Santonio Beard

Personal information
- Born:: February 14, 1980 Nashville, Tennessee, U.S.
- Died:: February 5, 2022 (aged 41) Lithonia, Georgia, U.S.
- Height:: 6 ft 0 in (1.83 m)
- Weight:: 222 lb (101 kg)

Career information
- High school:: Nashville (TN) Pearl-Cohn
- College:: Alabama
- Position:: Running back
- NFL draft:: 2003: undrafted

Career history
- BC Lions (2003)*; Green Bay Packers (2003)*; Oakland Raiders (2003)*; Denver Broncos (2004)*;
- * Offseason and/or practice squad member only

= Santonio Beard =

American gridiron football player (1980–2022)

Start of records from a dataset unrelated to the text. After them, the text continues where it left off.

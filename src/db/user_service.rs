use std::path::PathBuf;
use std::sync::Arc;

use tracing::info;

use super::json_file::JsonFileStore;
use super::UserStore;

#[derive(Clone)]
pub struct UserService {
    pub(crate) store: Arc<dyn UserStore>,
}

impl UserService {
    pub fn new(store: Arc<dyn UserStore>) -> Self {
        Self { store }
    }

    pub fn with_json_file(path: impl Into<PathBuf>) -> Self {
        let store = JsonFileStore::new(path);
        info!("Using user store at {:?}", store.path());
        Self::new(Arc::new(store))
    }
}
//! Shared table of known agents.
//!
//! The registry is the only state shared across concurrent capture
//! sessions, so every access goes through one registry-wide lock. Critical
//! sections are short (map lookup plus a field update); nothing holds the
//! lock across IO.

use std::collections::HashMap;
use std::sync::Mutex;

use log::info;

use crate::error_handling::types::SessionError;
use crate::registry::types::{Endpoint, EndpointInfo};

pub struct EndpointRegistry {
    endpoints: Mutex<HashMap<String, Endpoint>>,
}

impl EndpointRegistry {
    pub fn new() -> Self {
        EndpointRegistry {
            endpoints: Mutex::new(HashMap::new()),
        }
    }

    /// Create-or-fetch by address. Re-registration from a known address
    /// returns the existing entry unchanged; counters survive.
    pub fn register(&self, info: &EndpointInfo) -> Endpoint {
        let mut endpoints = self.endpoints.lock().unwrap();
        if let Some(existing) = endpoints.get(&info.ip_address) {
            return existing.clone();
        }

        let endpoint = Endpoint::from_info(info);
        info!(
            "endpoint {} ({}) registered via {}",
            endpoint.hostname, endpoint.ip_address, endpoint.interface
        );
        endpoints.insert(info.ip_address.clone(), endpoint.clone());
        endpoint
    }

    pub fn lookup(&self, address: &str) -> Option<Endpoint> {
        self.endpoints.lock().unwrap().get(address).cloned()
    }

    /// Claims the single active-session slot of an endpoint. The duplicate
    /// check and the flag set happen under the same lock, so two capture
    /// connections racing for one endpoint cannot both win.
    pub fn begin_stream(&self, address: &str) -> Result<Endpoint, SessionError> {
        let mut endpoints = self.endpoints.lock().unwrap();
        let endpoint = endpoints
            .get_mut(address)
            .ok_or_else(|| SessionError::UnknownEndpoint(address.to_string()))?;

        if endpoint.streaming_now {
            return Err(SessionError::DuplicateActiveSession(address.to_string()));
        }
        endpoint.streaming_now = true;
        Ok(endpoint.clone())
    }

    /// Releases the active-session slot. Harmless for unknown addresses so
    /// session teardown never has to special-case a racing deregistration.
    pub fn end_stream(&self, address: &str) {
        if let Some(endpoint) = self.endpoints.lock().unwrap().get_mut(address) {
            endpoint.streaming_now = false;
        }
    }

    pub fn add_packets(&self, address: &str, count: u64) {
        if let Some(endpoint) = self.endpoints.lock().unwrap().get_mut(address) {
            endpoint.packet_count += count;
        }
    }

    /// Snapshot of every known endpoint, for the operator HTTP surface.
    pub fn snapshot(&self) -> Vec<Endpoint> {
        let mut all: Vec<Endpoint> = self.endpoints.lock().unwrap().values().cloned().collect();
        all.sort_by(|a, b| a.ip_address.cmp(&b.ip_address));
        all
    }

    pub fn len(&self) -> usize {
        self.endpoints.lock().unwrap().len()
    }

    pub fn is_empty(&self) -> bool {
        self.len() == 0
    }
}

impl Default for EndpointRegistry {
    fn default() -> Self {
        Self::new()
    }
}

Santonio Beard (February 14, 1980 – February 5, 2022) was an American college football player who was a running back for the University of Alabama. He left just after his junior season in 2002. Beard's most productive season came in 2002 after the exit of Ahmaad Galloway due to injury. Beard rushed for close to 900 yards his junior season, despite splitting carries with former Crimson Tide running back Shaud Williams. He currently shares a University of Alabama record for the most touchdowns in a single game with five. He is tied with NFL running back Shaun Alexander and wide receiver DeVonta Smith. This feat was achieved in 2002 against the University of Mississippi.

Beard's most notable game came against the Auburn Tigers in 2001, in which he and Ahmaad Galloway rushed for close to 300 yards combined. This led to the Crimson Tide's second victory against Auburn University at Jordan–Hare Stadium.

== Professional career ==
After coach Dennis Franchione's departure, Beard decided to forgo his senior year. However, he was undrafted and signed with the B.C. Lions of the Canadian Football League. He played for the Denver Broncos but was cut after the first season.

== Life after football ==
After his football career ended, Beard encountered numerous legal problems, often involving illegal drugs. Beard was shot dead in Lithonia, Georgia, on February 5, 2022, at the age of 41.